How Did One Hotel Help Megève Scale the Peak of Alpine Chic?

by Francisca Kellett, The Telegraph, March 3, 2020

Money can’t buy you love or happiness, but it can build you a ski resort. It helps if you’re a Rothschild, of course. Noémi de Rothschild, in particular, who was a regular in St Moritz just after the First World War and decided it was high time France had its own smart ski resort. Legend has it she’d also had enough of skiing alongside Germans, but that’s another story. So off she sent her ski instructor, Try Smith, to find an alternative.

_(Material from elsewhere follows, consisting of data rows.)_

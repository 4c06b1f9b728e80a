// Copyright (c) 2025, Jason Jenkins
// SPDX-License-Identifier: BSD-3-Clause

//! Main application state and egui App implementation.
//!
//! This module ties the camera session, the capture surface and the UI
//! pieces together. Prints lying on the table are painted on the background
//! layer, the camera sits above them, and the print coming out of the camera
//! or being dragged is painted above the camera.

use crate::audio;
use crate::camera::session::{CameraSession, CameraStatus};
use crate::camera::{CameraBackend, CaptureRequest};
use crate::config::Config;
use crate::io::export;
use crate::io::snapshot::Snapshot;
use crate::models::ejection::Phase;
use crate::models::photo::{PhotoId, PRINT_HEIGHT, PRINT_WIDTH};
use crate::surface::{landing_position, CaptureSurface};
use crate::ui::print::{self, PrintLook, PrintTextures};
use crate::ui::pointer::{self, route_pointer, PointerAction, PointerInput};
use crate::ui::{camera_body, notice::FailureNotice, to_pos};
use egui::{Color32, CursorIcon, Id, LayerId, Order, Rect, TextureHandle, TextureOptions};
use rand::rngs::StdRng;
use rand::SeedableRng;
use std::sync::Arc;
use std::time::Instant;

const TABLE_COLOR: Color32 = Color32::from_rgb(236, 228, 214);

/// Main application state.
pub struct InstantCameraApp {
    config: Config,

    /// Live camera feed; released on exit
    camera: CameraSession,

    /// Collage and print in flight
    surface: CaptureSurface,

    /// Textures of captured prints
    prints: PrintTextures,

    /// Texture showing the live feed
    viewfinder: Option<TextureHandle>,

    /// Frame serial the viewfinder texture was last updated from
    viewfinder_serial: u64,

    /// Camera failure message
    notice: FailureNotice,

    /// Source of print tilt
    rng: StdRng,
}

impl InstantCameraApp {
    /// Create the app and start acquiring the camera from `backend`.
    pub fn new(config: Config, backend: Box<dyn CameraBackend>) -> Self {
        let request = CaptureRequest::from_config(&config);
        log::info!(
            "Requesting camera {} at {}x{}",
            request.device_index,
            request.width,
            request.height
        );

        Self {
            camera: CameraSession::start(backend, request),
            config,
            surface: CaptureSurface::new(),
            prints: PrintTextures::new(),
            viewfinder: None,
            viewfinder_serial: 0,
            notice: FailureNotice::new(),
            rng: StdRng::from_entropy(),
        }
    }

    /// Copy the newest camera frame into the viewfinder texture.
    fn refresh_viewfinder(&mut self, ctx: &egui::Context) {
        let serial = self.camera.frame_serial();
        if serial == self.viewfinder_serial {
            return;
        }
        let Some(frame) = self.camera.latest_frame() else {
            return;
        };
        self.viewfinder_serial = serial;

        let expected = frame.width as usize * frame.height as usize * 3;
        if frame.rgb.len() != expected {
            log::warn!(
                "Dropping malformed {}x{} frame ({} bytes)",
                frame.width,
                frame.height,
                frame.rgb.len()
            );
            return;
        }

        let image = egui::ColorImage::from_rgb([frame.width as usize, frame.height as usize], &frame.rgb);
        match self.viewfinder {
            Some(ref mut texture) => texture.set(image, TextureOptions::LINEAR),
            None => {
                self.viewfinder = Some(ctx.load_texture("viewfinder", image, TextureOptions::LINEAR));
            }
        }
    }

    /// Shutter pressed: freeze the current frame into a new print.
    fn take_photo(&mut self, now: Instant) {
        let live = self.camera.is_live();
        if !self.surface.shutter_enabled(live) {
            return;
        }
        let Some(frame) = self.camera.latest_frame() else {
            log::warn!("Shutter pressed before the first frame arrived");
            return;
        };

        let snapshot = match Snapshot::encode(&frame) {
            Ok(snapshot) => Arc::new(snapshot),
            Err(e) => {
                log::error!("Failed to capture photo: {:#}", e);
                return;
            }
        };

        if self.surface.press_shutter(live, snapshot, now) && self.config.shutter_sound {
            audio::play_shutter_cue();
        }
    }

    /// Save a print's PNG through a native file dialog.
    fn save_print(&self, id: PhotoId) {
        let Some(photo) = self.surface.collage().get(id) else {
            return;
        };

        if let Some(path) = rfd::FileDialog::new()
            .add_filter("PNG image", &["png"])
            .set_file_name(export::default_file_name(id))
            .save_file()
        {
            match export::save_print(&photo.snapshot, &path) {
                Ok(_) => log::info!("Saved print {} to {}", id, path.display()),
                Err(e) => log::error!("Failed to save print: {:#}", e),
            }
        }
    }

    /// Route pointer input to the collage: grab, drag, release, save.
    fn handle_pointer(&mut self, ctx: &egui::Context, ejecting_card: Option<Rect>) {
        let input = PointerInput::read(ctx);

        if let PointerAction::Save(id) = route_pointer(self.surface.collage_mut(), input, ejecting_card) {
            self.save_print(id);
        }

        let collage = self.surface.collage();
        if collage.dragging().is_some() {
            ctx.output_mut(|o| o.cursor_icon = CursorIcon::Grabbing);
        } else if pointer::grabbable(collage, input, ejecting_card).is_some() {
            ctx.output_mut(|o| o.cursor_icon = CursorIcon::Grab);
        }
    }

    /// Paint the prints lying on the table, plus the one being dragged on top.
    fn paint_collage(&mut self, ctx: &egui::Context) {
        let table = ctx.layer_painter(LayerId::background());
        table.rect_filled(ctx.screen_rect(), 0.0, TABLE_COLOR);
        let lifted = ctx.layer_painter(LayerId::new(Order::Tooltip, Id::new("dragged_print")));

        let dragging = self.surface.collage().dragging();
        for photo in self.surface.collage().photos() {
            let texture = self.prints.sharp(ctx, &photo.snapshot);
            let uv = print::cover_uv(photo.snapshot.width(), photo.snapshot.height());
            let is_dragged = dragging == Some(photo.id);
            let painter = if is_dragged { &lifted } else { &table };
            print::paint(
                painter,
                to_pos(photo.position),
                texture,
                uv,
                PrintLook::settled(photo.rotation, is_dragged),
            );
        }
    }

    /// Paint the print sliding out of the camera; returns the card's rectangle.
    fn paint_ejection(&mut self, ctx: &egui::Context, eject_origin: egui::Pos2, now: Instant) -> Option<Rect> {
        let ejection = self.surface.ejecting()?;
        let frame = ejection.frame_at(now);
        let snapshot = ejection.snapshot().clone();

        let texture = self.prints.developing(ctx, &snapshot, frame.blur);
        let origin = eject_origin + egui::vec2(0.0, frame.slide_offset);
        let painter = ctx.layer_painter(LayerId::new(Order::Foreground, Id::new("ejecting_print")));
        print::paint(
            &painter,
            origin,
            texture,
            print::cover_uv(snapshot.width(), snapshot.height()),
            PrintLook {
                rotation: 0.0,
                opacity: frame.opacity,
                haze: if frame.phase == Phase::Settled { 0.0 } else { 1.0 - frame.opacity },
                lifted: false,
            },
        );
        Some(Rect::from_min_size(origin, egui::vec2(PRINT_WIDTH, PRINT_HEIGHT)))
    }
}

impl eframe::App for InstantCameraApp {
    fn update(&mut self, ctx: &egui::Context, _frame: &mut eframe::Frame) {
        let now = Instant::now();

        if let Some(error) = self.camera.poll() {
            self.notice.raise(&error);
        }
        self.refresh_viewfinder(ctx);

        // Finished prints join the collage
        let landing = landing_position(ctx.screen_rect().height());
        if let Some(id) = self.surface.advance(now, landing, &mut self.rng) {
            if let Some(photo) = self.surface.collage().get(id) {
                self.prints.finish_developing(photo.snapshot.serial());
            }
        }

        self.paint_collage(ctx);

        let live = self.camera.is_live();
        let camera = camera_body::show(
            ctx,
            self.viewfinder.as_ref(),
            self.surface.shutter_enabled(live),
            live,
        );
        if camera.shutter_clicked {
            self.take_photo(now);
        }

        let ejecting_card = self.paint_ejection(ctx, camera.eject_origin, now);
        self.handle_pointer(ctx, ejecting_card);
        self.notice.show(ctx);

        // Keep animating while the feed runs or a print is developing
        let animating = self.surface.ejecting().is_some();
        let feed_running = matches!(self.camera.status(), CameraStatus::Acquiring | CameraStatus::Live { .. });
        if animating || feed_running {
            ctx.request_repaint();
        }
    }

    fn on_exit(&mut self, _gl: Option<&eframe::glow::Context>) {
        self.surface.discard_ejection();
        self.camera.release();
    }
}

He came up with the goods: a charming little village in a beautiful French valley, with sunny slopes and views right on to Mont Blanc. De Rothschild was convinced she had found her spot, and built a home on Mont d’Arbois, and then a hotel, encouraging high-rolling friends to join her. It became a hit, and after the Second World War was France’s most fashionable resort, attracting the likes of Brigitte Bardot, Rita Hayworth and the writer and artist Jean Cocteau – who reportedly called Megève “the 21st arrondissement of Paris”.

Fast forward 40 years and another French family came up with another good idea. Megève now had its hotels and its infrastructure – its lifts and gondolas, shops and bars. What it didn’t have was somewhere properly cool to stay, somewhere offering a more relaxed take on the usual posh five-stars.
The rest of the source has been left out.